I have a list of IPv4 addresses that are all on the same network. I would like to calculate a netmask for that network given the list of IP's.

List:

192.168.2.2
192.168.2.3
192.168.2.4

Resulting netmask: 255.255.255.0

Current algorithm: If octets differ place a 0 in that netmask position, else place 255 .

prev_ip = None
current_netmask = [255,255,255,255]
for ip in ip_list:
  if prev_ip != None:
    for i in range(0,4):
      if ip.split('.')[i] != prev_ip.split('.')[i]:
        current_netmask[i] = 0
  prev_ip = ip    

My issue is that this netmask is not always correct, and I know other netmasks are possible (other than ones comprised of 0's and 255's)

Answer 1

I think this will work.
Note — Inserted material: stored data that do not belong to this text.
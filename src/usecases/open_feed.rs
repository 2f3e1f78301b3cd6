use crate::domain::{error::FeedError, post::Post, workspace::FeedWorkspace};

/// Posts of a registered group, oldest first.
///
/// Unlike `MessageLedger::list`, this tells "no such group" apart from a
/// group that simply has no posts yet.
pub fn open_feed<'a>(workspace: &'a FeedWorkspace, group: &str) -> Result<&'a [Post], FeedError> {
    if !workspace.registry.contains(group) {
        return Err(FeedError::GroupNotFound(group.to_owned()));
    }

    Ok(workspace.ledger.list(group))
}
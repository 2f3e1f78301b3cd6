//! Sidebar actions on the group registry.
//!
//! Keeping the selection consistent with the registry is done here rather
//! than in `SelectionState`, which accepts any title.

use crate::domain::{
    error::FeedError,
    group::{GroupIcon, NewGroup},
    workspace::FeedWorkspace,
};

#[derive(Debug, Clone, Copy, PartialEq, Eq)]
pub enum MoveDirection {
    Up,
    Down,
}

pub fn create_group(workspace: &mut FeedWorkspace, new_group: NewGroup) -> Result<String, FeedError> {
    let title = workspace.registry.add(new_group)?.title.clone();
    tracing::info!(group = %title, "group created");
    Ok(title)
}

/// Removes a group and everything posted in it.
pub fn delete_group(workspace: &mut FeedWorkspace, title: &str) -> Result<usize, FeedError> {
    workspace.registry.delete(title)?;
    let purged = workspace.ledger.purge_group(title);
    clear_selection_if(workspace, title);

    tracing::info!(group = %title, purged_posts = purged, "group deleted");
    Ok(purged)
}

/// Leaves a group. Its posts stay in the ledger, so re-joining under the
/// same title shows the old history again.
///
/// Retained sequences are never reclaimed; only `delete_group` frees them.
pub fn exit_group(workspace: &mut FeedWorkspace, title: &str) -> Result<(), FeedError> {
    workspace.registry.exit(title)?;
    clear_selection_if(workspace, title);

    tracing::info!(group = %title, "left group");
    Ok(())
}

pub fn select_group(workspace: &mut FeedWorkspace, title: &str) -> Result<(), FeedError> {
    if !workspace.registry.contains(title) {
        return Err(FeedError::GroupNotFound(title.to_owned()));
    }

    workspace.selection.set(title);
    tracing::debug!(group = %title, "group selected");
    Ok(())
}

pub fn cycle_group_icon(workspace: &mut FeedWorkspace, title: &str) -> Result<GroupIcon, FeedError> {
    let icon = workspace
        .registry
        .get(title)
        .map(|group| group.icon.next())
        .ok_or_else(|| FeedError::GroupNotFound(title.to_owned()))?;

    workspace.registry.update_icon(title, icon)?;
    Ok(icon)
}

/// Swaps a group with its neighbour. Moving past either end is a no-op.
/// Returns the group's new index.
pub fn move_group(
    workspace: &mut FeedWorkspace,
    title: &str,
    direction: MoveDirection,
) -> Result<usize, FeedError> {
    let index = workspace
        .registry
        .position(title)
        .ok_or_else(|| FeedError::GroupNotFound(title.to_owned()))?;

    let target = match direction {
        MoveDirection::Up => index.checked_sub(1),
        MoveDirection::Down => Some(index + 1).filter(|next| *next < workspace.registry.len()),
    };
    let Some(target) = target else {
        return Ok(index);
    };

    let mut order: Vec<String> = workspace
        .registry
        .groups()
        .iter()
        .map(|group| group.title.clone())
        .collect();
    order.swap(index, target);
    workspace.registry.reorder(&order)?;

    Ok(target)
}

fn clear_selection_if(workspace: &mut FeedWorkspace, title: &str) {
    if workspace.selection.is_selected(title) {
        workspace.selection.clear();
    }
}
//! Rendering of the composer and the new-group prompt.

use ratatui::{
    layout::Rect,
    text::{Line, Span},
    widgets::{Block, Borders, Paragraph},
    Frame,
};
use unicode_width::UnicodeWidthStr;

use crate::domain::text_input_state::TextInputState;

use super::styles;

const PROMPT_SYMBOL: &str = "> ";

pub struct TextInputView<'a> {
    pub title: &'a str,
    pub placeholder: &'a str,
    pub state: &'a TextInputState,
    pub focused: bool,
}

pub fn render_text_input(frame: &mut Frame<'_>, area: Rect, view: &TextInputView<'_>) {
    let border_style = if view.focused {
        styles::active_panel_border_style()
    } else {
        styles::inactive_panel_border_style()
    };

    let paragraph = Paragraph::new(build_input_line(view)).block(
        Block::default()
            .title(view.title.to_owned())
            .borders(Borders::ALL)
            .border_style(border_style),
    );
    frame.render_widget(paragraph, area);

    if view.focused {
        let before_cursor: String = view.state.text().chars().take(view.state.cursor()).collect();
        let offset = PROMPT_SYMBOL.width() + before_cursor.width();
        let cursor_x = area
            .x
            .saturating_add(1)
            .saturating_add(offset.min(u16::MAX as usize) as u16);
        frame.set_cursor_position((cursor_x, area.y.saturating_add(1)));
    }
}

fn build_input_line(view: &TextInputView<'_>) -> Line<'static> {
    let prompt = Span::styled(PROMPT_SYMBOL.to_owned(), styles::input_prompt_style());

    if view.state.is_empty() && !view.focused {
        return Line::from(vec![
            prompt,
            Span::styled(view.placeholder.to_owned(), styles::input_placeholder_style()),
        ]);
    }

    Line::from(vec![
        prompt,
        Span::styled(view.state.text().to_owned(), styles::input_text_style()),
    ])
}
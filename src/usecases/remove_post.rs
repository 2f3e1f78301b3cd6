//! Two-step post removal: the post is tagged as pending right away and only
//! leaves the ledger once the scheduler reports the removal latency elapsed.

use crate::{
    domain::{
        error::FeedError,
        events::RemovalRequest,
        pending_deletes::PendingDeletes,
        post::{Post, PostId},
        workspace::FeedWorkspace,
    },
    usecases::contracts::RemovalScheduler,
};

const POST_REMOVAL_SKIPPED: &str = "POST_REMOVAL_SKIPPED";

#[derive(Debug, Clone, Copy, PartialEq, Eq)]
pub enum RemovalOutcome {
    Scheduled,
    /// A removal for this post is already on its way.
    AlreadyPending,
}

/// Tags the post as pending and schedules its removal. There is no way to
/// take the request back once scheduled.
pub fn request_post_removal(
    workspace: &FeedWorkspace,
    pending: &mut PendingDeletes,
    scheduler: &dyn RemovalScheduler,
    group: &str,
    post: PostId,
) -> Result<RemovalOutcome, FeedError> {
    if !workspace.ledger.has_group(group) {
        return Err(FeedError::GroupNotFound(group.to_owned()));
    }
    if workspace.ledger.get(group, post).is_none() {
        return Err(FeedError::PostNotFound {
            group: group.to_owned(),
            post,
        });
    }

    if !pending.mark(group, post) {
        return Ok(RemovalOutcome::AlreadyPending);
    }

    scheduler.schedule(RemovalRequest {
        group: group.to_owned(),
        post,
    });
    tracing::debug!(group = %group, post = %post, "post removal scheduled");
    Ok(RemovalOutcome::Scheduled)
}

/// Applies a removal whose latency has elapsed. The pending tag is dropped
/// whether or not the post is still there.
pub fn complete_post_removal(
    workspace: &mut FeedWorkspace,
    pending: &mut PendingDeletes,
    request: &RemovalRequest,
) -> Result<Post, FeedError> {
    pending.clear(&request.group, request.post);

    match workspace.ledger.delete(&request.group, request.post) {
        Ok(post) => {
            tracing::info!(group = %request.group, post = %request.post, "post removed");
            Ok(post)
        }
        Err(error) => {
            tracing::debug!(
                code = POST_REMOVAL_SKIPPED,
                error = %error,
                "post already gone when removal fired"
            );
            Err(error)
        }
    }
}
#[cfg(test)]
mod tests {
    use std::cell::RefCell;

    use super::*;
    use crate::domain::{
        post::{Post, PostAuthor},
        shell_state::StatusKind,
        workspace::FeedWorkspace,
    };

    #[derive(Default)]
    struct RecordingScheduler {
        scheduled: RefCell<Vec<RemovalRequest>>,
    }

    impl RemovalScheduler for RecordingScheduler {
        fn schedule(&self, request: RemovalRequest) {
            self.scheduled.borrow_mut().push(request);
        }
    }

    fn orchestrator(groups: &[&str]) -> DefaultShellOrchestrator<RecordingScheduler> {
        let mut workspace = FeedWorkspace::default();
        for title in groups {
            workspace
                .registry
                .add(NewGroup::new(*title, GroupIcon::Plus))
                .expect("fixture group should be added");
        }
        let state = ShellState::new(workspace, PostAuthor::new("Dana", "/a.png"));
        DefaultShellOrchestrator::new(state, RecordingScheduler::default())
    }

    fn press(orchestrator: &mut DefaultShellOrchestrator<RecordingScheduler>, keys: &[&str]) {
        for key in keys {
            orchestrator
                .handle_event(AppEvent::InputKey(KeyInput::new(*key, false)))
                .expect("key must be handled");
        }
    }

    fn type_text(orchestrator: &mut DefaultShellOrchestrator<RecordingScheduler>, text: &str) {
        for ch in text.chars() {
            let key = ch.to_string();
            press(orchestrator, &[key.as_str()]);
        }
    }

    fn group_titles(orchestrator: &DefaultShellOrchestrator<RecordingScheduler>) -> Vec<String> {
        orchestrator
            .state()
            .workspace()
            .registry
            .groups()
            .iter()
            .map(|group| group.title.clone())
            .collect()
    }

    #[test]
    fn stops_on_quit_event() {
        let mut orchestrator = orchestrator(&[]);

        orchestrator
            .handle_event(AppEvent::QuitRequested)
            .expect("event must be handled");

        assert!(!orchestrator.state().is_running());
    }

    #[test]
    fn q_quits_from_sidebar_but_is_typed_in_composer() {
        let mut orchestrator = orchestrator(&["Group 1"]);
        press(&mut orchestrator, &["enter", "i", "q"]);

        assert!(orchestrator.state().is_running());
        assert_eq!(orchestrator.state().composer().text(), "q");

        press(&mut orchestrator, &["esc", "q"]);
        assert!(!orchestrator.state().is_running());
    }

    #[test]
    fn creates_group_from_prompt() {
        let mut orchestrator = orchestrator(&[]);

        press(&mut orchestrator, &["n"]);
        type_text(&mut orchestrator, "Book Club");
        press(&mut orchestrator, &["enter"]);

        let group = orchestrator
            .state()
            .workspace()
            .registry
            .get("Book Club")
            .cloned()
            .expect("group should exist");
        assert_eq!(group.url, "/book-club");
        assert_eq!(group.icon, GroupIcon::Plus);
        assert!(!group.is_active);
        assert_eq!(orchestrator.state().active_pane(), ActivePane::Sidebar);
        assert_eq!(orchestrator.state().highlighted_group(), Some("Book Club"));
    }

    #[test]
    fn duplicate_group_keeps_prompt_open_with_error() {
        let mut orchestrator = orchestrator(&["A"]);

        press(&mut orchestrator, &["n", "A", "enter"]);

        assert_eq!(group_titles(&orchestrator), ["A"]);
        assert_eq!(orchestrator.state().active_pane(), ActivePane::GroupPrompt);
        assert_eq!(
            orchestrator.state().status().map(|status| status.kind),
            Some(StatusKind::Error)
        );
    }

    #[test]
    fn enter_selects_group_and_focuses_feed() {
        let mut orchestrator = orchestrator(&["A", "B"]);

        press(&mut orchestrator, &["j", "enter"]);

        assert_eq!(orchestrator.state().workspace().selection.get(), Some("B"));
        assert_eq!(orchestrator.state().active_pane(), ActivePane::Feed);
    }

    #[test]
    fn opening_group_without_posts_says_so() {
        let mut orchestrator = orchestrator(&["Book Club"]);

        press(&mut orchestrator, &["enter"]);

        let status = orchestrator.state().status().cloned().expect("status line");
        assert_eq!(status.kind, StatusKind::Info);
        assert_eq!(status.text, "Book Club has no posts yet");
    }

    #[test]
    fn selection_of_unregistered_group_is_reported_and_dropped() {
        let mut orchestrator = orchestrator(&["A"]);
        orchestrator.state.workspace_mut().selection.set("Gone");

        orchestrator
            .handle_event(AppEvent::Tick)
            .expect("event must be handled");

        assert_eq!(orchestrator.state().workspace().selection.get(), None);
        let status = orchestrator.state().status().cloned().expect("status line");
        assert_eq!(status.kind, StatusKind::Error);
        assert_eq!(status.text, FeedError::GroupNotFound("Gone".to_owned()).to_string());
    }

    #[test]
    fn deleting_selected_group_clears_selection() {
        let mut orchestrator = orchestrator(&["Book Club"]);
        press(&mut orchestrator, &["enter", "tab", "tab"]);
        assert_eq!(orchestrator.state().active_pane(), ActivePane::Sidebar);

        press(&mut orchestrator, &["d"]);

        assert!(group_titles(&orchestrator).is_empty());
        assert_eq!(orchestrator.state().workspace().selection.get(), None);
    }

    #[test]
    fn shifted_keys_reorder_groups() {
        let mut orchestrator = orchestrator(&["A", "B", "C"]);

        press(&mut orchestrator, &["J", "J"]);

        assert_eq!(group_titles(&orchestrator), ["B", "C", "A"]);
        assert_eq!(orchestrator.state().highlighted_group(), Some("A"));

        press(&mut orchestrator, &["K"]);
        assert_eq!(group_titles(&orchestrator), ["B", "A", "C"]);
    }

    #[test]
    fn composer_posts_to_selected_group_and_like_counts_up() {
        let mut orchestrator = orchestrator(&["Group 1"]);
        press(&mut orchestrator, &["enter", "i"]);
        type_text(&mut orchestrator, "hi there");
        press(&mut orchestrator, &["enter", "esc", "l", "l", "l"]);

        let posts = orchestrator.state().visible_posts();
        assert_eq!(posts.len(), 1);
        assert_eq!(posts[0].content, "hi there");
        assert_eq!(posts[0].user.name, "Dana");
        assert_eq!(posts[0].likes, 3);
        assert!(orchestrator.state().composer().is_empty());
    }

    #[test]
    fn own_post_is_removed_only_after_removal_fires() {
        let mut orchestrator = orchestrator(&["Group 1"]);
        press(&mut orchestrator, &["enter", "i"]);
        type_text(&mut orchestrator, "oops");
        press(&mut orchestrator, &["enter", "esc", "d", "d"]);

        let post = orchestrator.state().visible_posts()[0].id;
        assert!(orchestrator.state().pending().is_pending("Group 1", post));
        assert_eq!(orchestrator.scheduler.scheduled.borrow().len(), 1);

        let request = orchestrator.scheduler.scheduled.borrow()[0].clone();
        orchestrator
            .handle_event(AppEvent::RemovalDue(request.clone()))
            .expect("removal must be handled");

        assert!(orchestrator.state().visible_posts().is_empty());
        assert!(orchestrator.state().pending().is_empty());

        orchestrator
            .handle_event(AppEvent::RemovalDue(request))
            .expect("repeated removal must be harmless");
        assert!(orchestrator.state().visible_posts().is_empty());
    }

    #[test]
    fn foreign_posts_cannot_be_deleted() {
        let mut orchestrator = orchestrator(&["Group 1"]);
        let foreign = Post {
            id: PostId::generate(),
            user: PostAuthor::new("Sarah Chen", "/avatars/sarah.jpg"),
            content: "hello".to_owned(),
            timestamp: "2 hours ago".to_owned(),
            likes: 12,
            user_id: Some("sarah123".to_owned()),
        };
        orchestrator
            .state
            .workspace_mut()
            .ledger
            .seed("Group 1", foreign);

        press(&mut orchestrator, &["enter", "d"]);

        assert_eq!(orchestrator.state().visible_posts().len(), 1);
        assert!(orchestrator.scheduler.scheduled.borrow().is_empty());
        assert_eq!(
            orchestrator.state().status().map(|status| status.kind),
            Some(StatusKind::Error)
        );
    }

    #[test]
    fn composer_requires_a_selected_group() {
        let mut orchestrator = orchestrator(&["Group 1"]);

        press(&mut orchestrator, &["tab", "i"]);

        assert_eq!(orchestrator.state().active_pane(), ActivePane::Feed);
        assert_eq!(
            orchestrator.state().status().map(|status| status.text.as_str()),
            Some("Select a group before posting")
        );
    }
}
Converts addresses to integers, starts with a mask of all 1s and will progressively zero increasing bits starting at the least significant while the IPs differ when bitwise and-ed with the mask. (Each new IP only needs to be compared with one of the IPs already considered, because by that stage the mask already reflects the comparison with the other IPs considered, hence the line with vals[0] .) Finally it converts the mask back to dotted quad representation.

def to_int(ip):
    bytes = [int(s) for s in ip.split(".")]
    return sum(val<<(8*i) for i, val in enumerate(reversed(bytes)))

def from_int(val):
    r = []
    while val:
        r.append(val & 0xFF)
        val >>= 8
    if len(r) < 4:
        r.extend([0] * (4-len(r)))
    return ".".join(map(str, reversed(r)))

def get_mask(ips):
    vals = [to_int(ip) for ip in ips]
    mask = 0xFFFFFFFF
    bit = 1
    for val in vals[1:]:
        while vals[0] & mask != val & mask:
            mask &= ~bit
            bit <<= 1
    return from_int(mask)

ips = ["192.168.2.2", "192.168.2.3", "192.168.2.4"]
print(get_mask(ips))

gives:

255.255.255.248